→ **WORK TO COMPLETE**
Restate verbatim the span of lines below between the line with "PrometheusBuilder::new()" and the line with "pub enum MutationOutcome", including those two lines, and only that span.

→ **INPUT MATERIAL**
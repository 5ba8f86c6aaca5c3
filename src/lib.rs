//! # Strongroom
//!
//! Pluggable secrets management for a multi-model controller. Secret metadata
//! is kept in a transactional document store; revision content is kept by a
//! per-model backend, either in-process alongside the metadata or in an
//! external HashiCorp Vault.
//!
//! ## Architecture
//!
//! ```text
//! SecretsService → MetadataStore → DocumentStore (memory | SQLite)
//!       ↓
//! ProviderRegistry → SecretBackendProvider → ContentStore (internal | vault)
//! ```
//!
//! ## Core Components
//!
//! - **Secrets Service**: per-model create/read/update/delete and access grants
//! - **Providers**: backend lifecycle and credentials scoped to what an agent
//!   owns and consumes
//! - **Persistence Layer**: SQLx with SQLite for the metadata catalog
//! - **Observability**: `tracing` spans and Prometheus metrics

pub mod cli;
pub mod config;
pub mod errors;
pub mod observability;
pub mod secrets;
pub mod storage;

// Re-export commonly used types and traits
pub use config::AppConfig;
pub use errors::{Result, StrongroomError};
pub use observability::init_tracing;

/// Application version from Cargo.toml
pub const VERSION: &str = env!("CARGO_PKG_VERSION");

/// Application name from Cargo.toml
pub const APP_NAME: &str = env!("CARGO_PKG_NAME");
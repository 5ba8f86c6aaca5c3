//! # Metrics Collection
//!
//! Prometheus counters for content operations, credential minting, policy
//! churn and metadata/content inconsistencies.

use crate::config::ObservabilityConfig;
use crate::errors::{Result, StrongroomError};
use ::tracing::{info, warn};
use metrics::{counter, describe_counter, histogram};
use metrics_exporter_prometheus::PrometheusBuilder;
use std::net::SocketAddr;
use std::sync::Arc;
use tokio::sync::RwLock;

/// Metrics recorder that tracks secrets subsystem metrics
#[derive(Debug, Clone, Default)]
pub struct MetricsRecorder;

impl MetricsRecorder {
    pub fn new() -> Self {
        Self
    }

    /// Record a content store operation
    pub fn record_content_operation(&self, backend: &str, operation: &str, duration: f64, success: bool) {
        let status = if success { "success" } else { "error" };
        let labels = [
            ("backend", backend.to_string()),
            ("operation", operation.to_string()),
            ("status", status.to_string()),
        ];
        counter!("secret_content_operations_total", &labels).increment(1);

        let duration_labels = [("backend", backend.to_string()), ("operation", operation.to_string())];
        histogram!("secret_content_operation_duration_seconds", &duration_labels).record(duration);
    }

    /// Record a minted scoped credential
    pub fn record_credential_minted(&self, backend: &str, policy_count: usize) {
        let labels = [("backend", backend.to_string())];
        counter!("secret_credentials_minted_total", &labels).increment(1);
        counter!("secret_policies_written_total", &labels).increment(policy_count as u64);
    }

    pub fn record_policies_deleted(&self, backend: &str, count: usize) {
        let labels = [("backend", backend.to_string())];
        counter!("secret_policies_deleted_total", &labels).increment(count as u64);
    }

    /// Record a revision whose metadata was written without its content
    pub fn record_inconsistency(&self, backend: &str) {
        let labels = [("backend", backend.to_string())];
        counter!("secret_inconsistencies_total", &labels).increment(1);
    }

    pub fn register_secrets_metrics(&self) {
        describe_counter!("secret_content_operations_total", "Content store operations by backend and status");
        describe_counter!("secret_credentials_minted_total", "Scoped backend credentials minted");
        describe_counter!("secret_policies_written_total", "Backend access policies written");
        describe_counter!("secret_policies_deleted_total", "Backend access policies deleted");
        describe_counter!(
            "secret_inconsistencies_total",
            "Revisions whose metadata was written but content was not"
        );
    }
}

/// Global metrics recorder instance
static METRICS: once_cell::sync::Lazy<Arc<RwLock<Option<MetricsRecorder>>>> =
    once_cell::sync::Lazy::new(|| Arc::new(RwLock::new(None)));

/// Initialize metrics collection and Prometheus exporter
pub async fn init_metrics(config: &ObservabilityConfig) -> Result<()> {
    if !config.enable_metrics {
        return Ok(());
    }

    let metrics_addr = match config.metrics_bind_address() {
        Some(addr) => addr,
        None => {
            warn!("Metrics disabled: no bind address configured");
            return Ok(());
        }
    };

    let socket_addr: SocketAddr = metrics_addr.parse().map_err(|e| {
        StrongroomError::config(format!("Invalid metrics bind address '{}': {}", metrics_addr, e))
    })?;

    PrometheusBuilder::new()
        .with_http_listener(socket_addr)
        .add_global_label("service", &config.service_name)
        .install()
        .map_err(|e| StrongroomError::config(format!("Failed to initialize metrics exporter: {}", e)))?;

    let recorder = MetricsRecorder::new();
    {
        let mut metrics = METRICS.write().await;
        *metrics = Some(recorder.clone());
    }
    recorder.register_secrets_metrics();

    info!(
        metrics_addr = %metrics_addr,
        service_name = %config.service_name,
        "Metrics collection initialized"
    );

    Ok(())
}

/// Get the global metrics recorder
pub async fn get_metrics() -> Option<MetricsRecorder> {
    METRICS.read().await.clone()
}

/// Record a content store operation via the global recorder
pub async fn record_content_operation(backend: &str, operation: &str, duration: f64, success: bool) {
    if let Some(metrics) = get_metrics().await {
        metrics.record_content_operation(backend, operation, duration, success);
    }
}

/// Record a minted credential via the global recorder
pub async fn record_credential_minted(backend: &str, policy_count: usize) {
    if let Some(metrics) = get_metrics().await {
        metrics.record_credential_minted(backend, policy_count);
    }
}

pub async fn record_policies_deleted(backend: &str, count: usize) {
    if let Some(metrics) = get_metrics().await {
        metrics.record_policies_deleted(backend, count);
    }
}

/// Record a metadata/content inconsistency via the global recorder
pub async fn record_inconsistency(backend: &str) {
    if let Some(metrics) = get_metrics().await {
        metrics.record_inconsistency(backend);
    }
}
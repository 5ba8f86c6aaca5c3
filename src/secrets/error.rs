//! Error types for secrets operations.
//!
//! Backend-specific failures are classified into [`SecretsError`] exactly once,
//! at the content store / provider boundary. Code above that boundary matches on
//! [`ErrorKind`] and never inspects backend error text.

use std::fmt;
use thiserror::Error;

use crate::storage::StorageError;

/// Result type for secrets operations.
pub type Result<T> = std::result::Result<T, SecretsError>;

/// Whether an interrupted mutation reached the backend.
#[derive(Debug, Clone, Copy, PartialEq, Eq)]
pub enum MutationOutcome {
    /// The operation was interrupted before any backend write was issued.
    NotApplied,
    /// A backend write was in flight; it may or may not have been applied.
    /// Downstream steps are idempotent, so a retry is safe.
    Unknown,
}

impl fmt::Display for MutationOutcome {
    fn fmt(&self, f: &mut fmt::Formatter<'_>) -> fmt::Result {
        match self {
            MutationOutcome::NotApplied => write!(f, "not applied"),
            MutationOutcome::Unknown => write!(f, "outcome unknown"),
        }
    }
}

/// Stable classification of a [`SecretsError`].
#[derive(Debug, Clone, Copy, PartialEq, Eq, Hash)]
pub enum ErrorKind {
    Validation,
    NotFound,
    AlreadyExists,
    PermissionDenied,
    Unavailable,
    Timeout,
    Cancelled,
    Inconsistent,
    Config,
    Backend,
    Storage,
    Serialization,
    Internal,
}

impl ErrorKind {
    pub fn as_str(&self) -> &'static str {
        match self {
            Self::Validation => "validation",
            Self::NotFound => "not_found",
            Self::AlreadyExists => "already_exists",
            Self::PermissionDenied => "permission_denied",
            Self::Unavailable => "unavailable",
            Self::Timeout => "timeout",
            Self::Cancelled => "cancelled",
            Self::Inconsistent => "inconsistent",
            Self::Config => "config",
            Self::Backend => "backend",
            Self::Storage => "storage",
            Self::Serialization => "serialization",
            Self::Internal => "internal",
        }
    }
}

impl fmt::Display for ErrorKind {
    fn fmt(&self, f: &mut fmt::Formatter<'_>) -> fmt::Result {
        f.write_str(self.as_str())
    }
}

/// Errors that can occur during secrets operations.
#[derive(Error, Debug)]
pub enum SecretsError {
    /// Malformed or missing request fields. Never retried.
    #[error("Validation failed: {message}")]
    Validation { message: String, field: Option<String> },

    /// Missing secret, revision, policy or content.
    #[error("{resource} not found: {id}")]
    NotFound { resource: String, id: String },

    /// Duplicate identifier on create.
    #[error("{resource} already exists: {id}")]
    AlreadyExists { resource: String, id: String },

    /// Backend authorization failure. Never retried, the credential is invalid.
    #[error("Permission denied: {message}")]
    PermissionDenied { message: String },

    /// Backend unreachable. Safe to retry idempotent operations.
    #[error("Backend unavailable: {message}")]
    Unavailable { message: String },

    /// Backend did not answer within the request deadline.
    #[error("Operation timed out: {operation} after {duration_ms}ms")]
    Timeout { operation: String, duration_ms: u64 },

    /// The caller cancelled the request.
    #[error("Operation cancelled: {operation} ({outcome})")]
    Cancelled { operation: String, outcome: MutationOutcome },

    /// Metadata for a revision was written but its content was not.
    ///
    /// Reported so a reconciliation pass can repair the orphaned metadata.
    #[error("Secret {uri} revision {revision} has metadata but no content: {source}")]
    Inconsistent {
        uri: String,
        revision: u32,
        #[source]
        source: Box<SecretsError>,
    },

    /// Invalid backend or provider configuration.
    #[error("Configuration error: {message}")]
    Config { message: String },

    /// Unclassified backend failure.
    #[error("Backend error: {message}")]
    Backend { message: String },

    /// Document store failure.
    #[error("Storage error: {context}")]
    Storage {
        context: String,
        #[source]
        source: Option<Box<dyn std::error::Error + Send + Sync>>,
    },

    /// Serialization/deserialization error.
    #[error("Serialization error: {0}")]
    Serialization(#[from] serde_json::Error),

    /// Generic internal error.
    #[error("Internal error: {message}")]
    Internal { message: String },
}

impl SecretsError {
    pub fn validation(message: impl Into<String>) -> Self {
        Self::Validation { message: message.into(), field: None }
    }

    pub fn validation_field(message: impl Into<String>, field: impl Into<String>) -> Self {
        Self::Validation { message: message.into(), field: Some(field.into()) }
    }

    pub fn not_found(resource: impl Into<String>, id: impl Into<String>) -> Self {
        Self::NotFound { resource: resource.into(), id: id.into() }
    }

    pub fn already_exists(resource: impl Into<String>, id: impl Into<String>) -> Self {
        Self::AlreadyExists { resource: resource.into(), id: id.into() }
    }

    pub fn permission_denied(message: impl Into<String>) -> Self {
        Self::PermissionDenied { message: message.into() }
    }

    pub fn unavailable(message: impl Into<String>) -> Self {
        Self::Unavailable { message: message.into() }
    }

    pub fn timeout(operation: impl Into<String>, duration_ms: u64) -> Self {
        Self::Timeout { operation: operation.into(), duration_ms }
    }

    pub fn cancelled(operation: impl Into<String>, outcome: MutationOutcome) -> Self {
        Self::Cancelled { operation: operation.into(), outcome }
    }

    pub fn inconsistent(uri: impl Into<String>, revision: u32, source: SecretsError) -> Self {
        Self::Inconsistent { uri: uri.into(), revision, source: Box::new(source) }
    }

    pub fn config_error(message: impl Into<String>) -> Self {
        Self::Config { message: message.into() }
    }

    pub fn backend_error(message: impl Into<String>) -> Self {
        Self::Backend { message: message.into() }
    }

    pub fn storage(context: impl Into<String>) -> Self {
        Self::Storage { context: context.into(), source: None }
    }

    pub fn storage_with_source(
        context: impl Into<String>,
        source: impl std::error::Error + Send + Sync + 'static,
    ) -> Self {
        Self::Storage { context: context.into(), source: Some(Box::new(source)) }
    }

    pub fn internal(message: impl Into<String>) -> Self {
        Self::Internal { message: message.into() }
    }

    /// The stable classification of this error.
    pub fn kind(&self) -> ErrorKind {
        match self {
            Self::Validation { .. } => ErrorKind::Validation,
            Self::NotFound { .. } => ErrorKind::NotFound,
            Self::AlreadyExists { .. } => ErrorKind::AlreadyExists,
            Self::PermissionDenied { .. } => ErrorKind::PermissionDenied,
            Self::Unavailable { .. } => ErrorKind::Unavailable,
            Self::Timeout { .. } => ErrorKind::Timeout,
            Self::Cancelled { .. } => ErrorKind::Cancelled,
            Self::Inconsistent { .. } => ErrorKind::Inconsistent,
            Self::Config { .. } => ErrorKind::Config,
            Self::Backend { .. } => ErrorKind::Backend,
            Self::Storage { .. } => ErrorKind::Storage,
            Self::Serialization(_) => ErrorKind::Serialization,
            Self::Internal { .. } => ErrorKind::Internal,
        }
    }

    pub fn is_not_found(&self) -> bool {
        self.kind() == ErrorKind::NotFound
    }

    pub fn is_permission_denied(&self) -> bool {
        self.kind() == ErrorKind::PermissionDenied
    }

    /// Check if an idempotent operation failing with this error may be retried.
    pub fn is_retryable(&self) -> bool {
        matches!(self.kind(), ErrorKind::Unavailable | ErrorKind::Timeout)
    }

    /// Prefix the message with extra context, keeping the classification.
    pub fn annotate(self, context: impl fmt::Display) -> Self {
        match self {
            Self::Validation { message, field } => {
                Self::Validation { message: format!("{}: {}", context, message), field }
            }
            Self::PermissionDenied { message } => {
                Self::PermissionDenied { message: format!("{}: {}", context, message) }
            }
            Self::Unavailable { message } => {
                Self::Unavailable { message: format!("{}: {}", context, message) }
            }
            Self::Config { message } => {
                Self::Config { message: format!("{}: {}", context, message) }
            }
            Self::Backend { message } => {
                Self::Backend { message: format!("{}: {}", context, message) }
            }
            Self::Storage { context: ctx, source } => {
                Self::Storage { context: format!("{}: {}", context, ctx), source }
            }
            Self::Internal { message } => {
                Self::Internal { message: format!("{}: {}", context, message) }
            }
            other => other,
        }
    }
}

impl From<validator::ValidationErrors> for SecretsError {
    fn from(errors: validator::ValidationErrors) -> Self {
        let mut fields: Vec<_> = errors.field_errors().into_iter().collect();
        fields.sort_by(|a, b| a.0.cmp(&b.0));

        let first_field = fields.first().map(|(field, _)| field.to_string());
        let message = fields
            .iter()
            .map(|(field, field_errors)| {
                let messages: Vec<String> = field_errors
                    .iter()
                    .map(|e| e.message.as_ref().map_or("invalid value".to_string(), |m| m.to_string()))
                    .collect();
                format!("{}: {}", field, messages.join(", "))
            })
            .collect::<Vec<_>>()
            .join("; ");

        Self::Validation { message, field: first_field }
    }
}

impl From<StorageError> for SecretsError {
    fn from(error: StorageError) -> Self {
        match error {
            StorageError::AlreadyExists { collection, id } => Self::already_exists(collection, id),
            StorageError::NotFound { collection, id } => Self::not_found(collection, id),
            other => Self::storage_with_source("document store operation failed", other),
        }
    }
}

#[cfg(test)]
mod tests {
    use super::*;

    #[test]
    fn test_storage_error_classification() {
        let err: SecretsError =
            StorageError::AlreadyExists { collection: "secrets".into(), id: "a".into() }.into();
        assert_eq!(err.kind(), ErrorKind::AlreadyExists);

        let err: SecretsError = StorageError::Config("bad".into()).into();
        assert_eq!(err.kind(), ErrorKind::Storage);
    }

    #[test]
    fn test_error_constructors() {
        let err = SecretsError::not_found("secret", "secret:abc");
        assert_eq!(err.kind(), ErrorKind::NotFound);
        assert_eq!(err.to_string(), "secret not found: secret:abc");

        let err = SecretsError::already_exists("secret", "secret:abc");
        assert_eq!(err.kind(), ErrorKind::AlreadyExists);

        let err = SecretsError::validation_field("owner is required", "owner");
        assert!(matches!(err, SecretsError::Validation { field: Some(ref f), .. } if f == "owner"));
    }

    #[test]
    fn test_retryable_errors() {
        assert!(SecretsError::unavailable("connection refused").is_retryable());
        assert!(SecretsError::timeout("get_content", 5000).is_retryable());
        assert!(!SecretsError::permission_denied("bad token").is_retryable());
        assert!(!SecretsError::validation("bad").is_retryable());
        assert!(!SecretsError::already_exists("secret", "x").is_retryable());
    }

    #[test]
    fn test_inconsistent_keeps_source() {
        let err = SecretsError::inconsistent(
            "secret:abc",
            2,
            SecretsError::unavailable("vault sealed"),
        );
        assert_eq!(err.kind(), ErrorKind::Inconsistent);
        let source = std::error::Error::source(&err).expect("source");
        assert!(source.to_string().contains("vault sealed"));
    }

    #[test]
    fn test_annotate_keeps_kind() {
        let err = SecretsError::permission_denied("403").annotate("reading secret \"abc-0\"");
        assert!(err.is_permission_denied());
        assert!(err.to_string().contains("reading secret"));

        let err = SecretsError::not_found("policy", "p").annotate("ignored");
        assert_eq!(err.to_string(), "policy not found: p");
    }

    #[test]
    fn test_cancelled_display() {
        let err = SecretsError::cancelled("save_content", MutationOutcome::Unknown);
        assert_eq!(err.kind(), ErrorKind::Cancelled);
        assert!(err.to_string().contains("outcome unknown"));
    }
}
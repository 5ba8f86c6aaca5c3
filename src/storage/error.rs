//! Document store errors.

use thiserror::Error;

pub type StorageResult<T> = std::result::Result<T, StorageError>;

#[derive(Error, Debug)]
pub enum StorageError {
    /// An `Insert` found an existing document.
    #[error("document {collection}/{id} already exists")]
    AlreadyExists { collection: String, id: String },

    /// An `Update` found no document.
    #[error("document {collection}/{id} not found")]
    NotFound { collection: String, id: String },

    /// Database and storage errors
    #[error("Database error: {context}")]
    Database {
        #[source]
        source: sqlx::Error,
        context: String,
    },

    #[error("Serialization error: {context}")]
    Serialization {
        #[source]
        source: serde_json::Error,
        context: String,
    },

    #[error("Invalid storage configuration: {0}")]
    Config(String),
}

impl StorageError {
    pub fn database(source: sqlx::Error, context: impl Into<String>) -> Self {
        Self::Database { source, context: context.into() }
    }

    pub fn serialization(source: serde_json::Error, context: impl Into<String>) -> Self {
        Self::Serialization { source, context: context.into() }
    }
}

→ **SOLUTION TO THE PROBLEM**
    PrometheusBuilder::new()
        .with_http_listener(socket_addr)
        .add_global_label("service", &config.service_name)
        .install()
        .map_err(|e| StrongroomError::config(format!("Failed to initialize metrics exporter: {}", e)))?;

    let recorder = MetricsRecorder::new();
    {
        let mut metrics = METRICS.write().await;
        *metrics = Some(recorder.clone());
    }
    recorder.register_secrets_metrics();

    info!(
        metrics_addr = %metrics_addr,
        service_name = %config.service_name,
        "Metrics collection initialized"
    );

    Ok(())
}

/// Get the global metrics recorder
pub async fn get_metrics() -> Option<MetricsRecorder> {
    METRICS.read().await.clone()
}

/// Record a content store operation via the global recorder
pub async fn record_content_operation(backend: &str, operation: &str, duration: f64, success: bool) {
    if let Some(metrics) = get_metrics().await {
        metrics.record_content_operation(backend, operation, duration, success);
    }
}

/// Record a minted credential via the global recorder
pub async fn record_credential_minted(backend: &str, policy_count: usize) {
    if let Some(metrics) = get_metrics().await {
        metrics.record_credential_minted(backend, policy_count);
    }
}

pub async fn record_policies_deleted(backend: &str, count: usize) {
    if let Some(metrics) = get_metrics().await {
        metrics.record_policies_deleted(backend, count);
    }
}

/// Record a metadata/content inconsistency via the global recorder
pub async fn record_inconsistency(backend: &str) {
    if let Some(metrics) = get_metrics().await {
        metrics.record_inconsistency(backend);
    }
}
repository 5ba8f86c6aaca5c3
filename src/secrets/error.rs
//! Error types for secrets operations.
//!
//! Backend-specific failures are classified into [`SecretsError`] exactly once,
//! at the content store / provider boundary. Code above that boundary matches on
//! [`ErrorKind`] and never inspects backend error text.

use std::fmt;
use thiserror::Error;

use crate::storage::StorageError;

/// Result type for secrets operations.
pub type Result<T> = std::result::Result<T, SecretsError>;

/// Whether an interrupted mutation reached the backend.
#[derive(Debug, Clone, Copy, PartialEq, Eq)]
pub enum MutationOutcome {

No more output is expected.